Dünyada gurbette olan yol arkadaşım. Dinle bak ne diyeceğim?

Az sonra yükümüzü yüklenip gideceğiz. Katılacağız öte alemin kervanına. Sakın aldanma süslü varlığa, geniş topraklara, mülke, hayta evlada. Kabristanlar aldananlarla dolup taştı görmedin mi? Bir fatiha dahi okuyanı kalmamışlar var biliyorsun.

Dünyadayken "ben ben" diye nice hüküm sürenler vardı; ama bir bak şimdi mezar taşı bile  yok ortada. Mezar taşı olanları ise tanıyan yok şimdi. Öyle boynu bükük, eli boş, yüzü kara kalakaldılar toprakta. Pişmanlığın fayda etmediği diyarlara göç ettiler. Gerçeği görüyorlar şimdi ama elden ne gelir.
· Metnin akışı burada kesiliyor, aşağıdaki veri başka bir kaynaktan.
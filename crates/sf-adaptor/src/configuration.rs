//! Connection settings read from `state.configuration`.

use serde::Deserialize;
use serde_json::Value;

use sf_ops_common::{Error, ErrorKind, Result};

/// `{loginUrl, username, password, securityToken, apiVersion?}`
#[derive(Clone, Default, Deserialize)]
#[serde(rename_all = "camelCase")]
pub struct Configuration {
    #[serde(default)]
    pub login_url: Option<String>,
    #[serde(default)]
    pub username: String,
    #[serde(default)]
    password: String,
    #[serde(default)]
    security_token: String,
    #[serde(default)]
    pub api_version: Option<String>,
}

impl std::fmt::Debug for Configuration {
    fn fmt(&self, f: &mut std::fmt::Formatter<'_>) -> std::fmt::Result {
        f.debug_struct("Configuration")
            .field("login_url", &self.login_url)
            .field("username", &self.username)
            .field("password", &"[REDACTED]")
            .field("security_token", &"[REDACTED]")
            .field("api_version", &self.api_version)
            .finish()
    }
}

impl Configuration {
    /// Read the `configuration` object of a state.
    pub fn from_json(configuration: &Value) -> Result<Self> {
        Configuration::deserialize(configuration)
            .map_err(|e| Error::with_source(ErrorKind::Config(e.to_string()), e))
    }

    /// The login URL; a configuration error when missing or empty.
    pub fn login_url(&self) -> Result<&str> {
        match self.login_url.as_deref() {
            Some(url) if !url.is_empty() => Ok(url),
            _ => Err(Error::config("loginUrl missing from configuration.")),
        }
    }

    /// Password with the security token appended.
    pub fn login_password(&self) -> String {
        format!("{}{}", self.password, self.security_token)
    }

    /// Configured API version, or the client default.
    pub fn api_version(&self) -> &str {
        self.api_version
            .as_deref()
            .unwrap_or(sf_ops_client::DEFAULT_API_VERSION)
    }
}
Herşeye vaktin varken, sadece vaktin sahibine ayıracak zamanın yok öyle mi? Sen daha bu alemde unutacaksın Rabbini ve öylece süreceksin hayatın sefasını öyle mi? Onun da hiçbir şeyin fayda vermediği öte alemde seni unutmasından korkmuyor musun gerçekten?
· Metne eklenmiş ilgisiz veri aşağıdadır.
use std::sync::Arc;

use serde_json::{json, Value};

use sf_ops::adaptor::{
    combine, create, create_if, each, execute, field, fields, join, map, steps, Attr, Attributes,
    Configuration, Connector, FakeAdaptor, FakeConnection, Result, Session, State,
};

fn fake(conn: &Arc<FakeConnection>) -> Connector {
    let conn = conn.clone();
    Arc::new(move |_: &Configuration| -> Result<Session> { Ok(conn.clone() as Session) })
}

fn initial(data: Value) -> Value {
    json!({
        "configuration": {"loginUrl": "https://login.salesforce.com", "username": "ada@example.com"},
        "data": data
    })
}

fn contact() -> Attributes<Session> {
    Attributes::new().with("LastName", Attr::source_value("$.data.name").unwrap())
}

#[tokio::test]
async fn test_each_threads_references_in_order() {
    let conn = Arc::new(FakeConnection::new());
    let job = execute(steps![each(
        "$.data.people[*]",
        create("Contact", contact())
    )])
    .with_connector(fake(&conn));

    let output = job
        .run_json(initial(json!({"people": [{"name": "a"}, {"name": "b"}, {"name": "c"}]})))
        .await
        .unwrap();

    let ids: Vec<_> = output["references"]
        .as_array()
        .unwrap()
        .iter()
        .map(|r| r["id"].clone())
        .collect();
    assert_eq!(
        ids,
        vec![json!("ConFAKE00000003"), json!("ConFAKE00000002"), json!("ConFAKE00000001")]
    );
    assert_eq!(output["data"], json!({"name": "c"}));
}

#[tokio::test]
async fn test_map_discards_results() {
    let conn = Arc::new(FakeConnection::new());
    let job = execute(steps![map("$.data.people[*]", create("Contact", contact()))])
        .with_connector(fake(&conn));

    let output = job
        .run_json(initial(json!({"people": [{"name": "a"}, {"name": "b"}]})))
        .await
        .unwrap();

    assert_eq!(output["references"], json!([]));
    assert_eq!(conn.calls().iter().filter(|c| c.method == "create").count(), 2);
}

#[tokio::test]
async fn test_join_keeps_existing_fields() {
    let conn = Arc::new(FakeConnection::new());
    let job = execute(steps![each(
        join("$.data.people[*]", "$.data.accountId", "AccountId").unwrap(),
        create(
            "Contact",
            Attributes::new()
                .with("LastName", Attr::source_value("$.data.name").unwrap())
                .with("AccountId", Attr::source_value("$.data.AccountId").unwrap())
        )
    )])
    .with_connector(fake(&conn));

    job.run_json(initial(json!({
        "accountId": "001A",
        "people": [{"name": "a"}, {"name": "b", "AccountId": "001B"}]
    })))
    .await
    .unwrap();

    let accounts: Vec<_> = conn
        .calls()
        .iter()
        .filter(|c| c.method == "create")
        .map(|c| c.payload["AccountId"].clone())
        .collect();
    assert_eq!(accounts, vec![json!("001A"), json!("001B")]);
}

#[tokio::test]
async fn test_combine_and_conditional_steps() {
    let conn = Arc::new(FakeConnection::new());
    let job = execute(steps![combine(steps![
        create_if(false, "Contact", Attributes::new().with("LastName", "skipped")),
        create("Contact", Attributes::new().with("LastName", "kept")),
    ])])
    .with_connector(fake(&conn));

    let output = job.run_json(initial(json!({}))).await.unwrap();
    assert_eq!(output["references"].as_array().unwrap().len(), 1);
    let methods: Vec<_> = conn.calls().iter().map(|c| c.method).collect();
    assert_eq!(methods, vec!["login", "create"]);
}

#[tokio::test]
async fn test_fake_adaptor_without_connection() {
    let state = State::<()>::new(json!({}), json!({"name": "Acme"}));
    let out = FakeAdaptor::execute(
        state,
        steps![FakeAdaptor::create::<()>(
            "Account",
            fields([field("Name", Attr::source_value("$.data.name").unwrap()), "Website".into()])
        )],
    )
    .await
    .unwrap();

    assert_eq!(
        out.references.latest(),
        Some(&json!({"sObject": "Account", "fields": {"Name": "Acme"}, "Id": 1}))
    );
}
İmanım var diyorsun da varlığını neden ıspatlamıyorsun. İmanı işletmezsen pas tutar. Demir gibi, su gibi, et gibi ve kullanılmayan herşeyin bozulup çürümesi gibi çürür, erir, dağılır,kokar zarar vermeye başlar sana, sakın unutma.


Sürekli hükmetmeye çalışıyorsun insana, güce, paraya ve toprağa. Unutma toprak insana değil, insan toprağa aittir. Topraktan yastık yapıp sırtını da toprağa dayayıp üzerine de toprak attıklarında bunu yakinen anlayacaksın.

Maddi açlık öldürür seni, ama manevi açlık öldürmekle kalmaz yakar kalbini. Manevi doyumların peşinden koş. Bitmeyen mükafatların sahibini bul. Onu razı etmeye çalış. Maddi birikimler sadece çöp olur, etrafı kirletir, aklını çeler. Yavan umutlara hapseder seni.

Bir de gidemediği yerden kuyruğuna teneke bağlayarak geçmeye çalışanlar vardır. Hatırladın mı? Herkesi cennete sokmaya çalışanlar...  Kendini kurtarmaya gücü yetmeyenler bir de başkasını kurtarma telaşına düşüyorlardı hatırla. Kalbim temiz diye ortalığı ayağa kaldıranları da unutma. "Bence bu da girer, şu da girer cennete" diyerek Allahın kurallarına kendi kurallarını dayatan zorba tipler. Tasan nedir söyle bana? Şimdi cevap ver; "Adil" olanın adaletine mi kendi kıt mantığına mı itimat ediyorsun? İnanıyorsa zaten sonunda gidecek cennete.İnanmıyorsa cennete ve sahibine, neden zorla koymaya çalışıyorsun inkar ettiği cennete. Allahtan daha mı merhametlisin acaba?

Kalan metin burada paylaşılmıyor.